»»

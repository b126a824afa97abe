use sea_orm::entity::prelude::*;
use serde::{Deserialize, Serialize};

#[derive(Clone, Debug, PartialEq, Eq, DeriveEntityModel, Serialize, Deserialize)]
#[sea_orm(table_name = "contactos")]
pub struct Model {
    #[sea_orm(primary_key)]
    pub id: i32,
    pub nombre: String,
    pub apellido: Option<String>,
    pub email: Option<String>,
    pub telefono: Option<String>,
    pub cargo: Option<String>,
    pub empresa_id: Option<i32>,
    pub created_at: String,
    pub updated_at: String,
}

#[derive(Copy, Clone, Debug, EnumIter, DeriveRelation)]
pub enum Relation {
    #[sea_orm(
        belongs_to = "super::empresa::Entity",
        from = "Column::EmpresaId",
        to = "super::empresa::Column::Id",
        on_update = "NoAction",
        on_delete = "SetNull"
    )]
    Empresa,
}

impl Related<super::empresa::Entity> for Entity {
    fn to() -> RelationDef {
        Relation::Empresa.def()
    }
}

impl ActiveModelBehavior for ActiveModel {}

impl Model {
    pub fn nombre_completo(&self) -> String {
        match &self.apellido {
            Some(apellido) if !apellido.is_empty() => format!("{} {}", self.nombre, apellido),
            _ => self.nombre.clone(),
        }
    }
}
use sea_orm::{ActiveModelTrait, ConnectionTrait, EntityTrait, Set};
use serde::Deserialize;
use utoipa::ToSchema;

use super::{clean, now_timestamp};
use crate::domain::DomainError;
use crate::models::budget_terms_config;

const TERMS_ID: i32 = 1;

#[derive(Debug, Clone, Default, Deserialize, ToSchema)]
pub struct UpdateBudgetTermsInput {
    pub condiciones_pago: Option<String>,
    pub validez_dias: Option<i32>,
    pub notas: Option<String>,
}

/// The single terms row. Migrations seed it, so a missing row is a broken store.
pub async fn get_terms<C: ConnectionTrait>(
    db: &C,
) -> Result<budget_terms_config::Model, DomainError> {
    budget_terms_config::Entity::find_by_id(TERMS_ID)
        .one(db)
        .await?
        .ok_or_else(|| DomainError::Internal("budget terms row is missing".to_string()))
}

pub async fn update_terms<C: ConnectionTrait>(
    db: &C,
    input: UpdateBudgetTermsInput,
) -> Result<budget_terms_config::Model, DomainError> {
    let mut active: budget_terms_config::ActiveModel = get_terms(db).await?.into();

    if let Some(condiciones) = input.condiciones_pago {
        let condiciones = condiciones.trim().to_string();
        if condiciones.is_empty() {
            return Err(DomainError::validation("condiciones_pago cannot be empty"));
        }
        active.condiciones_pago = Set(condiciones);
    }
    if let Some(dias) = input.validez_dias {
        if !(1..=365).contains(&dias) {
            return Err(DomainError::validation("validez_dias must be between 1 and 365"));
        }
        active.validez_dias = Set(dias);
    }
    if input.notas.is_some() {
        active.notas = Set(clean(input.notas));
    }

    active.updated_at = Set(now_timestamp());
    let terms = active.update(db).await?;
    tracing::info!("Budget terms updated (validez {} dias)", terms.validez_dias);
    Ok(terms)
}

««

_WORK INSTRUCTIONS_
Each entry in the data must be copied exactly.

_ANSWER AREA_
repository b126a824afa97abe
use sea_orm::entity::prelude::*;
use serde::{Deserialize, Serialize};

#[derive(Clone, Debug, PartialEq, Eq, DeriveEntityModel, Serialize, Deserialize)]
#[sea_orm(table_name = "contactos")]
pub struct Model {
    #[sea_orm(primary_key)]
    pub id: i32,
    pub nombre: String,
    pub apellido: Option<String>,
    pub email: Option<String>,
    pub telefono: Option<String>,
    pub cargo: Option<String>,
    pub empresa_id: Option<i32>,
    pub created_at: String,
    pub updated_at: String,
}

#[derive(Copy, Clone, Debug, EnumIter, DeriveRelation)]
pub enum Relation {
    #[sea_orm(
        belongs_to = "super::empresa::Entity",
        from = "Column::EmpresaId",
        to = "super::empresa::Column::Id",
        on_update = "NoAction",
        on_delete = "SetNull"
    )]
    Empresa,
}

impl Related<super::empresa::Entity> for Entity {
    fn to() -> RelationDef {
        Relation::Empresa.def()
    }
}

impl ActiveModelBehavior for ActiveModel {}

impl Model {
    pub fn nombre_completo(&self) -> String {
        match &self.apellido {
            Some(apellido) if !apellido.is_empty() => format!("{} {}", self.nombre, apellido),
            _ => self.nombre.clone(),
        }
    }
}
use sea_orm::{ActiveModelTrait, ConnectionTrait, EntityTrait, Set};
use serde::Deserialize;
use utoipa::ToSchema;

use super::{clean, now_timestamp};
use crate::domain::DomainError;
use crate::models::budget_terms_config;

const TERMS_ID: i32 = 1;

#[derive(Debug, Clone, Default, Deserialize, ToSchema)]
pub struct UpdateBudgetTermsInput {
    pub condiciones_pago: Option<String>,
    pub validez_dias: Option<i32>,
    pub notas: Option<String>,
}

/// The single terms row. Migrations seed it, so a missing row is a broken store.
pub async fn get_terms<C: ConnectionTrait>(
    db: &C,
) -> Result<budget_terms_config::Model, DomainError> {
    budget_terms_config::Entity::find_by_id(TERMS_ID)
        .one(db)
        .await?
        .ok_or_else(|| DomainError::Internal("budget terms row is missing".to_string()))
}

pub async fn update_terms<C: ConnectionTrait>(
    db: &C,
    input: UpdateBudgetTermsInput,
) -> Result<budget_terms_config::Model, DomainError> {
    let mut active: budget_terms_config::ActiveModel = get_terms(db).await?.into();

    if let Some(condiciones) = input.condiciones_pago {
        let condiciones = condiciones.trim().to_string();
        if condiciones.is_empty() {
            return Err(DomainError::validation("condiciones_pago cannot be empty"));
        }
        active.condiciones_pago = Set(condiciones);
    }
    if let Some(dias) = input.validez_dias {
        if !(1..=365).contains(&dias) {
            return Err(DomainError::validation("validez_dias must be between 1 and 365"));
        }
        active.validez_dias = Set(dias);
    }
    if input.notas.is_some() {
        active.notas = Set(clean(input.notas));
    }

    active.updated_at = Set(now_timestamp());
    let terms = active.update(db).await?;
    tracing::info!("Budget terms updated (validez {} dias)", terms.validez_dias);
    Ok(terms)
}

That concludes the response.